"Ce que j'aimerais obtenir par ma motion? Rien d'autre que la normalisation des relations avec la Russie", a expliqué Yvette Estermann. Elle critique les sanctions internationales décidées suite à l'annexion de la Crimée, qu'elle considère plutôt comme une sécession.
"En tant qu'Etat neutre, nous avons une occasion unique de donner un signal en disant: ce fut une erreur de décréter ces sanctions, revenons à la collaboration, parlons-nous, développons-nous", a lancé en vain Mme Estermann.
Son texte a été soutenu par moins d'un tiers des députés UDC. Les conseillers nationaux l'ont balayé par 152 voix contre 20 et 4 abstentions.
Pour Didier Burkhalter, les relations avec la Russie reposent sur de bonnes bases et sont solides. Les consultations sont régulières et la coopération est bonne dans de nombreux domaines. "Le dialogue entre la Suisse et la Russie est actif, franc et approfondi", a résumé le chef du Département fédéral des affaires étrangères.
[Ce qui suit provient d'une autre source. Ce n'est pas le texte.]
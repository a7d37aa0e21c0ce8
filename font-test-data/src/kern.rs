//! kern test data

/// A version 0 table with one format 0 subtable holding three pairs.
#[rustfmt::skip]
pub static KERN_VER_0_FMT_0_DATA: &[u8] = &[
    0x00, 0x00, // version 0
    0x00, 0x01, // nTables 1
    0x00, 0x00, // subtable version 0
    0x00, 0x20, // length 32
    0x00,       // format 0
    0x01,       // coverage: horizontal
    0x00, 0x03, // nPairs 3
    0x00, 0x0C, // searchRange 12
    0x00, 0x01, // entrySelector 1
    0x00, 0x06, // rangeShift 6
    0x00, 0x04, 0x00, 0x0C, 0xFF, 0xD8, // left 4, right 12, value -40
    0x00, 0x04, 0x00, 0x1C, 0x00, 0x28, // left 4, right 28, value 40
    0x00, 0x05, 0x00, 0x28, 0xFF, 0xCE, // left 5, right 40, value -50
];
Rappelant que le Conseil fédéral considère l'annexion de la Crimée comme contraire au droit international, M. Burkhalter a souligné cependant que ce fait n'a pas empêché le dialogue de se poursuivre. "Nous avons une bonne relation avec l'Ukraine et avec la Russie, ce qui n'est pas donné à tout le monde". Et la Suisse n'applique pas de sanctions contre Moscou, a-t-il rappelé.